WHAT YOU ARE ASKED TO DO: If a line in the listing below has the string "explicit", copy it out.

EXERCISE DATA:
= = = = =

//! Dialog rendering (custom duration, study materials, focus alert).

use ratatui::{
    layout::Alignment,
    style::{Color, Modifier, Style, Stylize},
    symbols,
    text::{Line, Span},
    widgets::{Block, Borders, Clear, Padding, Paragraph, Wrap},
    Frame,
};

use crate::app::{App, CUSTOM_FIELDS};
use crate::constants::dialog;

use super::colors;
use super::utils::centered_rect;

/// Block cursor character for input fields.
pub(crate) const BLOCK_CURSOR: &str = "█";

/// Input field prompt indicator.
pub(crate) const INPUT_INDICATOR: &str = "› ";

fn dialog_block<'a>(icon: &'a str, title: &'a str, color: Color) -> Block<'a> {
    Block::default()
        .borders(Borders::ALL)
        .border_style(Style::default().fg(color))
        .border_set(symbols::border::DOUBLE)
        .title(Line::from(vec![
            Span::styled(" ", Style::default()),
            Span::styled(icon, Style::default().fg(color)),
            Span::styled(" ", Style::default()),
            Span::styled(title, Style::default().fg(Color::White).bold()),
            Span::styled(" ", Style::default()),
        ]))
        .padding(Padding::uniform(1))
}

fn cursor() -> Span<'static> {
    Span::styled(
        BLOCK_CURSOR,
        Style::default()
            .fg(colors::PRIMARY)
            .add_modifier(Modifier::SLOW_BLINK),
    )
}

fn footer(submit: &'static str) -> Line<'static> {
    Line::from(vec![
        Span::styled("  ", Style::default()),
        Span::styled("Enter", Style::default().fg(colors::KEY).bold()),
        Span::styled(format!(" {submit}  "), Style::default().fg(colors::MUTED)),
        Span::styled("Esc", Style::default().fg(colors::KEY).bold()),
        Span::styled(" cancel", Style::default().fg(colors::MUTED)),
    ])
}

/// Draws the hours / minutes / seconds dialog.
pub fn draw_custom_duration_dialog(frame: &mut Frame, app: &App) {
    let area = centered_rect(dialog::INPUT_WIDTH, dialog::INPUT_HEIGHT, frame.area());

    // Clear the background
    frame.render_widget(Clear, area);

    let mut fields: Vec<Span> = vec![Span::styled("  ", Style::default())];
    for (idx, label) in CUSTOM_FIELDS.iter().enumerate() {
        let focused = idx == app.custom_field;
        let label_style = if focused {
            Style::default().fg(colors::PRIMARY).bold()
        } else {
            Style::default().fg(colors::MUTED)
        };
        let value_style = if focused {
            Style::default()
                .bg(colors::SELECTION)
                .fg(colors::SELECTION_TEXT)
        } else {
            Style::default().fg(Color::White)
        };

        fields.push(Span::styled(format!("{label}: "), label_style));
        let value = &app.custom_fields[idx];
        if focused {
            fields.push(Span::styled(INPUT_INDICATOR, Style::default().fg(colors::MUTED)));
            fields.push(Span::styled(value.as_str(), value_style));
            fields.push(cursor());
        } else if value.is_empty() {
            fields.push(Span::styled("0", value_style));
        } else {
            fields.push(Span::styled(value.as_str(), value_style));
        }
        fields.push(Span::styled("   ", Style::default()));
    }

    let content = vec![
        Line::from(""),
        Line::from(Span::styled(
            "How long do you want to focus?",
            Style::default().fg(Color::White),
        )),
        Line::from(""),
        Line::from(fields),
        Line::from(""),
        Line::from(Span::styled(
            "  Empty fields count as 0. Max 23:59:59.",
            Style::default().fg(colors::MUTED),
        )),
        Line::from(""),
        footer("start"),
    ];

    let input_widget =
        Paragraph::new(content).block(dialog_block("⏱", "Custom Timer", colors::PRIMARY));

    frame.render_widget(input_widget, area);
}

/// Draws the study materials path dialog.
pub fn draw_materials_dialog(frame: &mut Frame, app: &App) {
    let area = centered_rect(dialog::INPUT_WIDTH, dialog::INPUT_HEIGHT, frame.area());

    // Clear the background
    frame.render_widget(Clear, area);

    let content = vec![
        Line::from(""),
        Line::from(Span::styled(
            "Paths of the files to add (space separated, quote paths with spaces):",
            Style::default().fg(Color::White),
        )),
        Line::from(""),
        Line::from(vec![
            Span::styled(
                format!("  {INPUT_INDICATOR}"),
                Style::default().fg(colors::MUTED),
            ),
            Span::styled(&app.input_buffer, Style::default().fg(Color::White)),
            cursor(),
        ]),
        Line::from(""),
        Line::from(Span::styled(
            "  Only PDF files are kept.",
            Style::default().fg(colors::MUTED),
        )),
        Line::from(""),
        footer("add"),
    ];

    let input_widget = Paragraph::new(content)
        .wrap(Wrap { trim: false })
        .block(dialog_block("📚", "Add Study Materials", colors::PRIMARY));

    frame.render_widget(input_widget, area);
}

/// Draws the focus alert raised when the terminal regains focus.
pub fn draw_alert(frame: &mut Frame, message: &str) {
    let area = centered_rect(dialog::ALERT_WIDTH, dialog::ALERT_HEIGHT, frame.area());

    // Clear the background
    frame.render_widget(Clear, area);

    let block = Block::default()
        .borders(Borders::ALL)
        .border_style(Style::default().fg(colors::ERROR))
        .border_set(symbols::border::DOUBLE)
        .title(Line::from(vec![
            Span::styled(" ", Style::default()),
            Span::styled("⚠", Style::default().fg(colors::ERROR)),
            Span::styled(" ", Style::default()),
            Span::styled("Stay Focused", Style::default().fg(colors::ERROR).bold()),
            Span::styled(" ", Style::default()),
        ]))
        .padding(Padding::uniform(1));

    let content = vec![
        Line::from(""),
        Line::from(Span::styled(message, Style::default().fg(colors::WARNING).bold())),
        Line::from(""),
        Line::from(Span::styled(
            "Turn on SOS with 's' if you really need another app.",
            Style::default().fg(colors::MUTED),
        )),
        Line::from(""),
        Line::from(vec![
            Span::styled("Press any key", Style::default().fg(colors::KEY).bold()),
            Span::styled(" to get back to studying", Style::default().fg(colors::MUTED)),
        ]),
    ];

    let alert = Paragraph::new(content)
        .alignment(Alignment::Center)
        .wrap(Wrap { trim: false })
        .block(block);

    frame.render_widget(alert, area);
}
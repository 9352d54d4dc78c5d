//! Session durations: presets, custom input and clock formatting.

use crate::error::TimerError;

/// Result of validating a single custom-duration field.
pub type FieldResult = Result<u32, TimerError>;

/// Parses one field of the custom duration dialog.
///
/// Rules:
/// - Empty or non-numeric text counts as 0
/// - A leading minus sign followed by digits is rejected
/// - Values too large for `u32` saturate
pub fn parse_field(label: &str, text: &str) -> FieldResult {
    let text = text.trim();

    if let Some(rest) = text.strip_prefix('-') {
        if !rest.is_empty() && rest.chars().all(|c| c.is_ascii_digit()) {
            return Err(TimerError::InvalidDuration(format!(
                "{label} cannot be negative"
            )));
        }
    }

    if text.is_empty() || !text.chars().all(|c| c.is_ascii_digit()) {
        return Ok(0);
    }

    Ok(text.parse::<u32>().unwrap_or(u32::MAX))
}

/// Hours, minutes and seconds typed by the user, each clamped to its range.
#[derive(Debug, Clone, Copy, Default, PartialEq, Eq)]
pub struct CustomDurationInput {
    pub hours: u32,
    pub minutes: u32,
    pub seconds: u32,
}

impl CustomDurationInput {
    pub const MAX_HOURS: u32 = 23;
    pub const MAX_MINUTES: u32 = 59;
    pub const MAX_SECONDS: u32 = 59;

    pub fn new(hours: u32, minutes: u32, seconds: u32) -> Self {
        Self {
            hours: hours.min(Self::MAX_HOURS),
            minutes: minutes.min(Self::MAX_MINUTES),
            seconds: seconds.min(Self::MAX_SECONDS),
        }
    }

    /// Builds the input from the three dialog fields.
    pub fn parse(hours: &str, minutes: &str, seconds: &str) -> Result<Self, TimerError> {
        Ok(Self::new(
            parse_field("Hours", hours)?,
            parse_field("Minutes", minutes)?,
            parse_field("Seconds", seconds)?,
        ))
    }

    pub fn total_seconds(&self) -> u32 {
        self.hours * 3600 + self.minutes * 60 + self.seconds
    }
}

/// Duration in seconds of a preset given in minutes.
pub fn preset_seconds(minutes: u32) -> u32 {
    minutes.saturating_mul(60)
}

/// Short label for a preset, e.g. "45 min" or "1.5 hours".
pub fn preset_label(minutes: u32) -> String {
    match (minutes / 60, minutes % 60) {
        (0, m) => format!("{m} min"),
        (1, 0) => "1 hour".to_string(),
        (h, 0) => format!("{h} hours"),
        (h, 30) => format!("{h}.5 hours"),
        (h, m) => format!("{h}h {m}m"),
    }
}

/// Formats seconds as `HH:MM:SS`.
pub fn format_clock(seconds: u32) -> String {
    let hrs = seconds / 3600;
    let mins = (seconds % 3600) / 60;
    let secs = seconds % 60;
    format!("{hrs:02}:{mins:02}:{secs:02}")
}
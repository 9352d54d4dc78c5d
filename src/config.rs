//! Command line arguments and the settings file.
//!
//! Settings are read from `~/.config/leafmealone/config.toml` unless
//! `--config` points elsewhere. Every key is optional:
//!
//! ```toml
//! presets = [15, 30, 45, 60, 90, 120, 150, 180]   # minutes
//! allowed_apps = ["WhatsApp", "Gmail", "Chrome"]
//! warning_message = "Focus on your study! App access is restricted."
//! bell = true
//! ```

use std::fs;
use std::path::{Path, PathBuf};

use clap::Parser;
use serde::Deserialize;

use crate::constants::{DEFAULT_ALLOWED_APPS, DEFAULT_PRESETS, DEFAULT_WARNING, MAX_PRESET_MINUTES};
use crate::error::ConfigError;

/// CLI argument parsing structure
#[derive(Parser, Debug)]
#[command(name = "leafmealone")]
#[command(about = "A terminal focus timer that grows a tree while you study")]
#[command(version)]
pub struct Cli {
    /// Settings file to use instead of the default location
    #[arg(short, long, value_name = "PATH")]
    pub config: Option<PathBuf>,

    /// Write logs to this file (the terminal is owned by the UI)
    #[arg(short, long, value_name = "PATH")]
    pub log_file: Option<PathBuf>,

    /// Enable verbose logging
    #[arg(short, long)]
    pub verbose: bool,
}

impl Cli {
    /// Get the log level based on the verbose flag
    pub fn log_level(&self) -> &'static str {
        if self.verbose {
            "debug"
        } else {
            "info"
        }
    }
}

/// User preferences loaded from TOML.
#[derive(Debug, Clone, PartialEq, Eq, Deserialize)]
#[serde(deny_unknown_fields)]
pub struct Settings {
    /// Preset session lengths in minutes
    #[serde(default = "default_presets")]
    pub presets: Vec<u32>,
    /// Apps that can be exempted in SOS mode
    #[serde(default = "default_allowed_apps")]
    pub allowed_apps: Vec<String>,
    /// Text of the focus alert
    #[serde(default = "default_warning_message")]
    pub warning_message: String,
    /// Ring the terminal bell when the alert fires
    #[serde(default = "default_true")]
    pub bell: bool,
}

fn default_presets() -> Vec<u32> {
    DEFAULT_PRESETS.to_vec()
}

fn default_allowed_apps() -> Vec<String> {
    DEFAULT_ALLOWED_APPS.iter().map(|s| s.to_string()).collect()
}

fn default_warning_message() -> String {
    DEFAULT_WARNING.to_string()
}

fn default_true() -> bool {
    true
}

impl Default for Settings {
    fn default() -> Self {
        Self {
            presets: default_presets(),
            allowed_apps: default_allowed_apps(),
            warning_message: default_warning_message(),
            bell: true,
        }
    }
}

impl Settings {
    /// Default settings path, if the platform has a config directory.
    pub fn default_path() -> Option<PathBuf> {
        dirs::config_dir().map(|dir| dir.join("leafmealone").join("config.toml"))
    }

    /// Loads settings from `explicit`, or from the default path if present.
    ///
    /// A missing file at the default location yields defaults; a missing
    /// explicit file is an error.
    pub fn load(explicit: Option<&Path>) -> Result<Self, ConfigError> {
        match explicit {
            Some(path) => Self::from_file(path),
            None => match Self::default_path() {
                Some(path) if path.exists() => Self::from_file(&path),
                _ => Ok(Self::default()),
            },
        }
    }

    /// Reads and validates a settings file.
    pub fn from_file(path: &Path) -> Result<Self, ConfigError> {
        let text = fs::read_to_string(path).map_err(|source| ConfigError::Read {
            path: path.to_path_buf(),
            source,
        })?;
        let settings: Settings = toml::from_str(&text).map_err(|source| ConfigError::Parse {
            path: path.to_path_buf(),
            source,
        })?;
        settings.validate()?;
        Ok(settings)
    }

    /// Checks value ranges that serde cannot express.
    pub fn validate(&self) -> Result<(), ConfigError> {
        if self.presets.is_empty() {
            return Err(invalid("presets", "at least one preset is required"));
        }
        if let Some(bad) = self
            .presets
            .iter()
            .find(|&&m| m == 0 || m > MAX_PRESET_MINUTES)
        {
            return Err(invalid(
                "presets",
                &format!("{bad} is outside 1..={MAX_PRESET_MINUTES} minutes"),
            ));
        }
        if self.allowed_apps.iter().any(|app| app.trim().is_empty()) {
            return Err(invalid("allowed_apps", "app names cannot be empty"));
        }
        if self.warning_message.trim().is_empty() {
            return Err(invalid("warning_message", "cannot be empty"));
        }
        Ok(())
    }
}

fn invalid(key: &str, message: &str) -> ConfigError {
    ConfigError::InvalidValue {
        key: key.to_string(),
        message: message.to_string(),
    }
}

= = = = =

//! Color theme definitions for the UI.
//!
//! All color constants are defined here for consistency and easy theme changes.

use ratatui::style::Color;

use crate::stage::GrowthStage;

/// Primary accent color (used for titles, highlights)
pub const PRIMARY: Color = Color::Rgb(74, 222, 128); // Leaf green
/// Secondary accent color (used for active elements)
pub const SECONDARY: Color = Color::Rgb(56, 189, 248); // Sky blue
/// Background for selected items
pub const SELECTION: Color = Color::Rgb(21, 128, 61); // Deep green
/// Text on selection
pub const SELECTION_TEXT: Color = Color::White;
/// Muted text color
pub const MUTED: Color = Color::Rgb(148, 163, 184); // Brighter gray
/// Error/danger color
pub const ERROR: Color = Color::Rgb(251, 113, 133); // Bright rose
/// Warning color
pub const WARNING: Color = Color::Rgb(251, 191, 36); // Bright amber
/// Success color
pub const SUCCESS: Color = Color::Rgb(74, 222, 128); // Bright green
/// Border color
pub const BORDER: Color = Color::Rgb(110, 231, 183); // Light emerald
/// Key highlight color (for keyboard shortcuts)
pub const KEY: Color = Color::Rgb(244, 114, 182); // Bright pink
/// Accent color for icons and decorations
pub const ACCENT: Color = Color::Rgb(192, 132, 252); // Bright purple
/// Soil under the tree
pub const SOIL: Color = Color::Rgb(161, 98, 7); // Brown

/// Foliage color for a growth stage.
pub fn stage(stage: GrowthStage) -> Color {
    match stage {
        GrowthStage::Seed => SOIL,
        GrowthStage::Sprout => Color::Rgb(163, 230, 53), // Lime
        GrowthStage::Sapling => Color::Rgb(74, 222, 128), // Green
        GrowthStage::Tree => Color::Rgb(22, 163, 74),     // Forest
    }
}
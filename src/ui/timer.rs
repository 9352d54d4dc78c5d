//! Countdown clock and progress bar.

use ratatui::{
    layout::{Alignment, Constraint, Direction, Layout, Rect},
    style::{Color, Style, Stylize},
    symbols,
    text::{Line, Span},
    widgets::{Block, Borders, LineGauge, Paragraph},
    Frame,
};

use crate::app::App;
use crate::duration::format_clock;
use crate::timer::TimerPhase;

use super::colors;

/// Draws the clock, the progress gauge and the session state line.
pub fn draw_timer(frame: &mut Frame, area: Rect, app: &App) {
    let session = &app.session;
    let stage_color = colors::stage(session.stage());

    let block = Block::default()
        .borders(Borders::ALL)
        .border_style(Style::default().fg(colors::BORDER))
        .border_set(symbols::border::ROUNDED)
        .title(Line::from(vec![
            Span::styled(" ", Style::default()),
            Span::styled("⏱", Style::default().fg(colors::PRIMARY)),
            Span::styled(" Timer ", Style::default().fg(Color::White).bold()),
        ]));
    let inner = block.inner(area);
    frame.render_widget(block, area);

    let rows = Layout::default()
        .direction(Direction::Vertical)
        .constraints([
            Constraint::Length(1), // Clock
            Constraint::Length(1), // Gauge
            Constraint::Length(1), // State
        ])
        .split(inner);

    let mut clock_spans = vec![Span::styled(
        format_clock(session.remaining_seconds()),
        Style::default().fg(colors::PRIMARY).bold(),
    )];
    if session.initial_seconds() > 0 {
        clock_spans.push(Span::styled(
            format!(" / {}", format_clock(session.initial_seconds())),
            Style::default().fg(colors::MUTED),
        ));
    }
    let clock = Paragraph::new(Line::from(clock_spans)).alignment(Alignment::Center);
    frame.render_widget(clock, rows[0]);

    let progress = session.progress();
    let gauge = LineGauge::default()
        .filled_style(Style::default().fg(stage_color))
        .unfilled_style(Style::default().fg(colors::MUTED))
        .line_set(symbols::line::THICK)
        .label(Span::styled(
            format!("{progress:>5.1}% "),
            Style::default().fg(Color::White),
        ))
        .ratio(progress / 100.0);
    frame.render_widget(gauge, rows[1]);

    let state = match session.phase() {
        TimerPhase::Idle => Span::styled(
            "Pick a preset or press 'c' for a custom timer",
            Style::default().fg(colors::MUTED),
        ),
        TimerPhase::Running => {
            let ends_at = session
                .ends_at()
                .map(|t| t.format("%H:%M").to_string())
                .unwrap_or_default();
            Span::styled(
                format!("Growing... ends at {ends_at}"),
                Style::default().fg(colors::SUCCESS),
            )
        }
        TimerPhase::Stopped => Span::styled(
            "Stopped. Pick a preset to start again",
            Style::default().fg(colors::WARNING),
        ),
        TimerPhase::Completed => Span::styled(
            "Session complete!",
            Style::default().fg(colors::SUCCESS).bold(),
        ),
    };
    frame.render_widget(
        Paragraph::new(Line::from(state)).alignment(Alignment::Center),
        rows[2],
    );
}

= = = = =

ANSWER SECTION:
    /// Loads settings from `explicit`, or from the default path if present.
    /// explicit file is an error.
    pub fn load(explicit: Option<&Path>) -> Result<Self, ConfigError> {
        match explicit {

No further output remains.